A. INCORRECT: Digoxin can be given without regard to food or fluids. B. INCORRECT: Digoxin slows the heart rate by increasing contractility of the heart. C. CORRECT: The correct amount of digoxin should be administered at regularly scheduled times to maintain therapeutic blood levels. D. INCORRECT: It is not recommended to repeat digoxin following an emesis because it is impossible to determine how much medication was lost.
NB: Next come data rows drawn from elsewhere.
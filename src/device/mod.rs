//! Device client abstraction.
//!
//! The login engine only ever talks to a [`Device`]:
//! - `AdbDevice` drives a real handset through adb and an accessibility portal
//! - `ScriptedDevice` replays scripted screens for tests and dry runs

pub mod adb;
pub mod mock;
pub mod types;

use async_trait::async_trait;

pub use adb::AdbDevice;
pub use mock::{ScriptedDevice, ScriptedDeviceBuilder};
pub use types::{Bounds, DeviceAction, DeviceError, DeviceResult, KEYCODE_HOME, Snapshot, UiElement};

/// Capabilities the login engine consumes from a device.
///
/// Every call is a suspension point. Implementations own their connection
/// state; there is no shared element cache, so taps take the element from
/// the snapshot the caller decided on.
#[async_trait]
pub trait Device: Send + Sync {
    /// Reach the device. Calling it again once connected is a no-op.
    async fn connect(&self) -> DeviceResult<()>;

    /// Capture the current screen
    async fn snapshot(&self) -> DeviceResult<Snapshot>;

    /// Tap an element taken from a snapshot
    async fn tap(&self, element: &UiElement) -> DeviceResult<()>;

    /// Type into the focused field
    async fn type_text(&self, text: &str) -> DeviceResult<()>;

    /// Press an Android key code
    async fn press_key(&self, code: u32) -> DeviceResult<()>;

    /// Launch an installed package
    async fn start_app(&self, package: &str) -> DeviceResult<()>;
}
A nurse is caring for a 2-year-old child who is cyanotic and is in the hospital for a cardiac catheterization to repair cardiac defects. The child will be transferred to the pediatric ICU following the procedure. Which of the following is an appropriate nursing action when providing care to this child? A. Place on NPO status for 12 hr prior to the procedure. B. Check for iodine or shellfish allergies prior to the procedure. C. Elevate the affected extremity following the procedure. D. Limit fluid intake following the procedure
A. INCORRECT: The child should remain NPO 4 to 6 hr prior to the procedure. B. CORRECT: Iodine-based dyes may be used in this procedure, so the child is assessed for allergies to iodine or shellfish which could lead to anaphylaxis. C. INCORRECT: The affected extremity should be maintained in a straight position following the procedure. D. INCORRECT: Fluids should be encouraged after the procedure to maintain adequate urine output and promote excretion of the dye.